Collection entries
*** Block opens ***

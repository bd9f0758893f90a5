//! Interactive command loop

use anyhow::Result;
use app_core::{AppError, ViewerSession};
use app_imaging::{Composite, LoadState, Payload};
use std::io::{self, BufRead, Write};
use std::sync::Arc;

/// One-letter commands read from stdin
#[derive(Debug, Clone, Copy, PartialEq, Eq)]
enum Command {
    Next,
    Previous,
    First,
    Last,
    Info,
    Stats,
    Help,
    Quit,
}

impl Command {
    fn parse(input: &str) -> Option<Self> {
        match input.trim() {
            "n" | "" => Some(Command::Next),
            "p" => Some(Command::Previous),
            "f" => Some(Command::First),
            "l" => Some(Command::Last),
            "i" => Some(Command::Info),
            "s" => Some(Command::Stats),
            "h" | "?" => Some(Command::Help),
            "q" => Some(Command::Quit),
            _ => None,
        }
    }
}

/// Outcome of a navigation step as far as the terminal is concerned
#[derive(Debug)]
enum Shown {
    Image(Arc<Composite>),
    /// Cursor moved onto an image that cannot be shown
    Missing(String),
    /// Already at the end in that direction
    Edge,
}

/// Recoverable errors (file vanished since listing) become "no image";
/// the user can still navigate away.
fn settle(result: Result<Option<Arc<Composite>>, AppError>) -> Result<Shown, AppError> {
    match result {
        Ok(Some(composite)) => Ok(Shown::Image(composite)),
        Ok(None) => Ok(Shown::Edge),
        Err(e) if e.is_recoverable() => {
            tracing::warn!("No image at cursor: {}", e);
            Ok(Shown::Missing(e.user_message()))
        }
        Err(e) => Err(e),
    }
}

const HELP: &str = "n/<enter> next  p previous  f first  l last  i exif  s stats  q quit";

/// Show the current image, then execute commands until `q` or end of input
pub fn run(session: &mut ViewerSession) -> Result<()> {
    let stdout = io::stdout();
    let mut out = stdout.lock();

    match settle(session.show_current())? {
        Shown::Edge => {
            writeln!(out, "No images to show.")?;
            return Ok(());
        }
        shown => report(&mut out, session, shown)?,
    }
    writeln!(out, "{}", HELP)?;

    for line in io::stdin().lock().lines() {
        let Some(command) = Command::parse(&line?) else {
            writeln!(out, "{}", HELP)?;
            continue;
        };

        let shown = match command {
            Command::Next => settle(session.next())?,
            Command::Previous => settle(session.previous())?,
            Command::First => settle(session.first())?,
            Command::Last => settle(session.last())?,
            Command::Info => {
                print_exif(&mut out, session.imaging().loader().current())?;
                continue;
            }
            Command::Stats => {
                writeln!(out, "{:?}", session.imaging().loader().stats())?;
                continue;
            }
            Command::Help => {
                writeln!(out, "{}", HELP)?;
                continue;
            }
            Command::Quit => break,
        };

        report(&mut out, session, shown)?;
    }

    Ok(())
}

fn report(out: &mut impl Write, session: &ViewerSession, shown: Shown) -> io::Result<()> {
    match shown {
        Shown::Image(composite) => print_summary(out, session, &composite),
        Shown::Missing(message) => {
            let (index, count) = session.navigator().position();
            writeln!(out, "[{}/{}] no image: {}", index, count, message)
        }
        Shown::Edge => writeln!(out, "(no further image in that direction)"),
    }
}

fn print_summary(out: &mut impl Write, session: &ViewerSession, composite: &Composite) -> io::Result<()> {
    let (index, count) = session.navigator().position();

    let content = match (composite.state(), &*composite.payload()) {
        (LoadState::Complete, Some(Payload::Raster(img))) => format!(
            "{}x{} raster{}",
            img.width,
            img.height,
            if composite.is_grayscale() { ", grayscale" } else { "" }
        ),
        (LoadState::Complete, Some(Payload::Vector(drawing))) => {
            format!("{}x{} vector", drawing.width, drawing.height)
        }
        (state, _) => format!("no image ({:?})", state),
    };

    writeln!(
        out,
        "[{}/{}] {}  {}  {}  {:.1} ms (est. {:.1} ms)",
        index,
        count,
        composite.path(),
        composite.format(),
        content,
        composite.elapsed_ms(),
        composite.estimated_ms()
    )
}

fn print_exif(out: &mut impl Write, current: Option<Arc<Composite>>) -> io::Result<()> {
    let lines = current
        .as_ref()
        .and_then(|c| c.exif())
        .filter(|exif| exif.has_data())
        .map(|exif| exif.to_lines())
        .unwrap_or_default();

    if lines.is_empty() {
        return writeln!(out, "(no EXIF data)");
    }

    for line in lines {
        writeln!(out, "  {}", line)?;
    }
    Ok(())
}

*** Block closes ***

• **Aim of the exercise**: Nothing but the lines from the top of the entries above through the line with "let mut out = stdout.lock();" should be set down, each exactly as written.

• **Answer**:
repository bd9f0758893f90a5
//! Interactive command loop

use anyhow::Result;
use app_core::{AppError, ViewerSession};
use app_imaging::{Composite, LoadState, Payload};
use std::io::{self, BufRead, Write};
use std::sync::Arc;

/// One-letter commands read from stdin
#[derive(Debug, Clone, Copy, PartialEq, Eq)]
enum Command {
    Next,
    Previous,
    First,
    Last,
    Info,
    Stats,
    Help,
    Quit,
}

impl Command {
    fn parse(input: &str) -> Option<Self> {
        match input.trim() {
            "n" | "" => Some(Command::Next),
            "p" => Some(Command::Previous),
            "f" => Some(Command::First),
            "l" => Some(Command::Last),
            "i" => Some(Command::Info),
            "s" => Some(Command::Stats),
            "h" | "?" => Some(Command::Help),
            "q" => Some(Command::Quit),
            _ => None,
        }
    }
}

/// Outcome of a navigation step as far as the terminal is concerned
#[derive(Debug)]
enum Shown {
    Image(Arc<Composite>),
    /// Cursor moved onto an image that cannot be shown
    Missing(String),
    /// Already at the end in that direction
    Edge,
}

/// Recoverable errors (file vanished since listing) become "no image";
/// the user can still navigate away.
fn settle(result: Result<Option<Arc<Composite>>, AppError>) -> Result<Shown, AppError> {
    match result {
        Ok(Some(composite)) => Ok(Shown::Image(composite)),
        Ok(None) => Ok(Shown::Edge),
        Err(e) if e.is_recoverable() => {
            tracing::warn!("No image at cursor: {}", e);
            Ok(Shown::Missing(e.user_message()))
        }
        Err(e) => Err(e),
    }
}

const HELP: &str = "n/<enter> next  p previous  f first  l last  i exif  s stats  q quit";

/// Show the current image, then execute commands until `q` or end of input
pub fn run(session: &mut ViewerSession) -> Result<()> {
    let stdout = io::stdout();
    let mut out = stdout.lock();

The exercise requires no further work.